[Ocfs2-users] Filesystem corruption and OCFS2 errors

Wed May 20 14:16:23 PDT 2009

Hi Sunil,

Thank you for your reply.

> When one issues a rm, we first remove the directory entry and add a
corresponding entry in the orphan dir. Then we delete... free all the extents, inode
bit, etc.
> In your case, the dir entry is there but the inode bit is free. Also,
that inode is still in the orphan dir. Do you by chance save the fsck output?
> Wanted to see if all the inodes were co-located... meaning the error stemmed from a
corrupt inode alloc bitmap.

No, I don't have the full output, but I still have the snapshots that I've made before teh FSCK. I've mounted it at a different server and ran a (readonly) FSCK. See attached output.
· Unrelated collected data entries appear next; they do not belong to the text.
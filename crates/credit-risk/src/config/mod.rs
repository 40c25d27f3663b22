use std::env;
use std::fmt;
use std::net::{IpAddr, SocketAddr};
use std::time::Duration;

const DEFAULT_RISK_API_BASE_URL: &str = "http://127.0.0.1:8000";
const DEFAULT_DEBOUNCE_MS: u64 = 500;

/// Distinguishes runtime behavior for different stages of the service.
#[derive(Debug, Clone, Copy, PartialEq, Eq)]
pub enum AppEnvironment {
    Development,
    Test,
    Production,
}

impl AppEnvironment {
    fn from_str(value: &str) -> Self {
        match value.trim().to_ascii_lowercase().as_str() {
            "prod" | "production" => Self::Production,
            "test" | "ci" => Self::Test,
            _ => Self::Development,
        }
    }
}

/// Top-level configuration for the application.
#[derive(Debug, Clone)]
pub struct AppConfig {
    pub environment: AppEnvironment,
    pub server: ServerConfig,
    pub telemetry: TelemetryConfig,
    pub prediction: PredictionServiceConfig,
    pub simulation: SimulationConfig,
}

impl AppConfig {
    pub fn load() -> Result<Self, ConfigError> {
        dotenvy::dotenv().ok();

        let environment = AppEnvironment::from_str(
            &env::var("APP_ENV").unwrap_or_else(|_| "development".to_string()),
        );

        let host = env::var("APP_HOST").unwrap_or_else(|_| "127.0.0.1".to_string());
        let port = env::var("APP_PORT")
            .unwrap_or_else(|_| "3000".to_string())
            .parse::<u16>()
            .map_err(|_| ConfigError::InvalidPort)?;

        let log_level = env::var("APP_LOG_LEVEL").unwrap_or_else(|_| "info".to_string());

        let base_url = PredictionServiceConfig::normalize_base_url(
            &env::var("RISK_API_BASE_URL")
                .unwrap_or_else(|_| DEFAULT_RISK_API_BASE_URL.to_string()),
        )?;

        let debounce_ms = match env::var("SIMULATION_DEBOUNCE_MS") {
            Ok(raw) => match raw.trim().parse::<u64>() {
                Ok(value) if value > 0 => value,
                _ => return Err(ConfigError::InvalidDebounceWindow { value: raw }),
            },
            Err(_) => DEFAULT_DEBOUNCE_MS,
        };

        Ok(Self {
            environment,
            server: ServerConfig { host, port },
            telemetry: TelemetryConfig { log_level },
            prediction: PredictionServiceConfig { base_url },
            simulation: SimulationConfig {
                debounce: Duration::from_millis(debounce_ms),
            },
        })
    }
}

/// Settings controlling the HTTP server binding.
#[derive(Debug, Clone)]
pub struct ServerConfig {
    pub host: String,
    pub port: u16,
}

impl ServerConfig {
    pub fn socket_addr(&self) -> Result<SocketAddr, ConfigError> {
        if self.host.eq_ignore_ascii_case("localhost") {
            return Ok(SocketAddr::new(IpAddr::from([127, 0, 0, 1]), self.port));
        }

        let ip: IpAddr = self
            .host
            .parse()
            .map_err(|source| ConfigError::InvalidHost { source })?;

        Ok(SocketAddr::new(ip, self.port))
    }
}

/// Tracing controls.
#[derive(Debug, Clone)]
pub struct TelemetryConfig {
    pub log_level: String,
}

/// Location of the remote prediction service.
#[derive(Debug, Clone, PartialEq, Eq)]
pub struct PredictionServiceConfig {
    pub base_url: String,
}

impl PredictionServiceConfig {
    /// Validates the scheme and strips trailing slashes so endpoint paths can be appended.
    pub fn normalize_base_url(raw: &str) -> Result<String, ConfigError> {
        let trimmed = raw.trim();
        if !(trimmed.starts_with("http://") || trimmed.starts_with("https://")) {
            return Err(ConfigError::InvalidServiceUrl {
                value: raw.to_string(),
            });
        }
        Ok(trimmed.trim_end_matches('/').to_string())
    }
}

impl Default for PredictionServiceConfig {
    fn default() -> Self {
        Self {
            base_url: DEFAULT_RISK_API_BASE_URL.to_string(),
        }
    }
}

/// What-if simulation tuning.
#[derive(Debug, Clone, Copy, PartialEq, Eq)]
pub struct SimulationConfig {
    /// Quiescence window after the last edit before a light request is issued.
    pub debounce: Duration,
}

impl Default for SimulationConfig {
    fn default() -> Self {
        Self {
            debounce: Duration::from_millis(DEFAULT_DEBOUNCE_MS),
        }
    }
}

#[derive(Debug)]
pub enum ConfigError {
    InvalidPort,
    InvalidHost { source: std::net::AddrParseError },
    InvalidServiceUrl { value: String },
    InvalidDebounceWindow { value: String },
}

impl fmt::Display for ConfigError {
    fn fmt(&self, f: &mut fmt::Formatter<'_>) -> fmt::Result {
        match self {
            ConfigError::InvalidPort => write!(f, "APP_PORT must be a valid u16"),
            ConfigError::InvalidHost { .. } => {
                write!(f, "APP_HOST must parse to an IPv4 or IPv6 address")
            }
            ConfigError::InvalidServiceUrl { value } => write!(
                f,
                "RISK_API_BASE_URL must be an http(s) URL, got '{}'",
                value
            ),
            ConfigError::InvalidDebounceWindow { value } => write!(
                f,
                "SIMULATION_DEBOUNCE_MS must be a positive integer, got '{}'",
                value
            ),
        }
    }
}

impl std::error::Error for ConfigError {
    fn source(&self) -> Option<&(dyn std::error::Error + 'static)> {
        match self {
            ConfigError::InvalidHost { source } => Some(source),
            ConfigError::InvalidPort
            | ConfigError::InvalidServiceUrl { .. }
            | ConfigError::InvalidDebounceWindow { .. } => None,
        }
    }
}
> No, you did not give the wrong answer. More specifically, your answer
did not cause the problem. That yes only set the size in the superblock the same as
what was in the global bitmap. That's harmless. The qs is why that value in the global
bitmap was so wrong. And this is one value we don't touch.... other than during
resize. And we don't allow shrinking. So size in gloabl bitmap should never be smaller than
the one in the superblock.

I think LVM has messed up the filesystem.  I mapped also the snapshot of this corrupted filesystem to a different server and also there the output from fdisk -l is 500 GB instead of 2,5 TB...

>If fdisk is saying the device is 485G, then that's what the other tools
will see.
> And this appears to be the root cause of your problem. LVM. There is a
reason why we don't support LVM.

Ok, this was not clear to the person who has installed this cluster. How can I avoid corruption until the migration to non-LVM or CLVM implementation is finished? 
Only mount the OCFS2 filesystems to one node?  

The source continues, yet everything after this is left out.